Hierarchical Long Short-Term Concurrent Memory for Human Interaction Recognition (1811.00270v1)

Published 1 Nov 2018 in cs.CV

Abstract: In this paper, we aim to address the problem of human interaction recognition in videos by exploring the long-term inter-related dynamics among multiple persons. Recently, Long Short-Term Memory (LSTM) has become a popular choice to model individual dynamic for single-person action recognition due to its ability of capturing the temporal motion information in a range. However, existing RNN models focus only on capturing the dynamics of human interaction by simply combining all dynamics of individuals or modeling them as a whole. Such models neglect the inter-related dynamics of how human interactions change over time.
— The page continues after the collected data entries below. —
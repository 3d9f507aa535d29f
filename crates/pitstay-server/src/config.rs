use std::net::SocketAddr;
use std::path::PathBuf;
use std::time::Duration;

use anyhow::{Context, bail};

use pitstay_core::BookingPolicy;

/// Secrets shipped in sample `.env` files.
const PLACEHOLDER_SECRETS: &[&str] = &[
    "change-me-to-a-random-string",
    "dev-secret-change-me",
];

#[derive(Debug, Clone)]
pub struct ServerConfig {
    pub jwt_secret: String,
    pub db_path: PathBuf,
    pub addr: SocketAddr,
    pub policy: BookingPolicy,
    pub sweep_interval: Duration,
}

impl ServerConfig {
    /// Read `PITSTAY_*` variables from the process environment.
    pub fn from_env() -> anyhow::Result<Self> {
        Self::from_lookup(|key| std::env::var(key).ok())
    }

    pub fn from_lookup(get: impl Fn(&str) -> Option<String>) -> anyhow::Result<Self> {
        let jwt_secret = get("PITSTAY_JWT_SECRET").unwrap_or_default();
        if jwt_secret.is_empty() || PLACEHOLDER_SECRETS.contains(&jwt_secret.as_str()) {
            bail!("PITSTAY_JWT_SECRET is unset or still a placeholder");
        }

        let db_path: PathBuf = get("PITSTAY_DB_PATH").unwrap_or_else(|| "pitstay.db".into()).into();
        let host = get("PITSTAY_HOST").unwrap_or_else(|| "0.0.0.0".into());
        let port: u16 = parse_or(&get, "PITSTAY_PORT", 3000)?;
        let addr: SocketAddr = format!("{}:{}", host, port)
            .parse()
            .with_context(|| format!("invalid listen address {host}:{port}"))?;

        let defaults = BookingPolicy::default();
        let window_hours: i64 = parse_or(
            &get,
            "PITSTAY_RESPONSE_WINDOW_HOURS",
            defaults.response_window.num_hours(),
        )?;
        if window_hours <= 0 {
            bail!("PITSTAY_RESPONSE_WINDOW_HOURS must be positive");
        }
        let policy = BookingPolicy {
            response_window: chrono::Duration::hours(window_hours),
            expiry_penalty: parse_or(&get, "PITSTAY_EXPIRY_PENALTY_POINTS", defaults.expiry_penalty)?,
            default_cancel_penalty: parse_or(
                &get,
                "PITSTAY_DEFAULT_CANCEL_PENALTY_POINTS",
                defaults.default_cancel_penalty,
            )?,
        };
        if policy.expiry_penalty < 0 || policy.default_cancel_penalty < 0 {
            bail!("penalty points cannot be negative");
        }

        let sweep_secs: u64 = parse_or(&get, "PITSTAY_SWEEP_INTERVAL_SECS", 300)?;
        if sweep_secs == 0 {
            bail!("PITSTAY_SWEEP_INTERVAL_SECS must be at least 1");
        }

        Ok(Self {
            jwt_secret,
            db_path,
            addr,
            policy,
            sweep_interval: Duration::from_secs(sweep_secs),
        })
    }
}

fn parse_or<T>(get: &impl Fn(&str) -> Option<String>, key: &str, default: T) -> anyhow::Result<T>
where
    T: std::str::FromStr,
    T::Err: std::error::Error + Send + Sync + 'static,
{
    match get(key) {
        Some(raw) => raw.trim().parse().with_context(|| format!("invalid {key}: {raw:?}")),
        None => Ok(default),
    }
}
To this end, we propose a novel Hierarchical Long Short-Term Concurrent Memory (H-LSTCM) to model the long-term inter-related dynamics among a group of persons for recognizing the human interactions. Specifically, we first feed each person's static features into a Single-Person LSTM to learn the single-person dynamic. Subsequently, the outputs of all Single-Person LSTM units are fed into a novel Concurrent LSTM (Co-LSTM) unit, which mainly consists of multiple sub-memory units, a new cell gate and a new co-memory cell. In a Co-LSTM unit, each sub-memory unit stores individual motion information, while this Co-LSTM unit selectively integrates and stores inter-related motion information between multiple interacting persons from multiple sub-memory units via the cell gate and co-memory cell, respectively. Extensive experiments on four public datasets validate the effectiveness of the proposed H-LSTCM by comparing against baseline and state-of-the-art methods.

Citations (147)

View on Semantic Scholar

Summary

The paper introduces a novel H-LSTCM framework that models individual actions with Single-Person LSTMs and aggregates them using a Concurrent LSTM unit.
It outperforms existing methods by achieving up to 98.33% accuracy on benchmark datasets, demonstrating robust performance across various interaction scenarios.
The framework offers significant practical insights for surveillance, gesture recognition, and interactive systems by capturing long-term, inter-related dynamics.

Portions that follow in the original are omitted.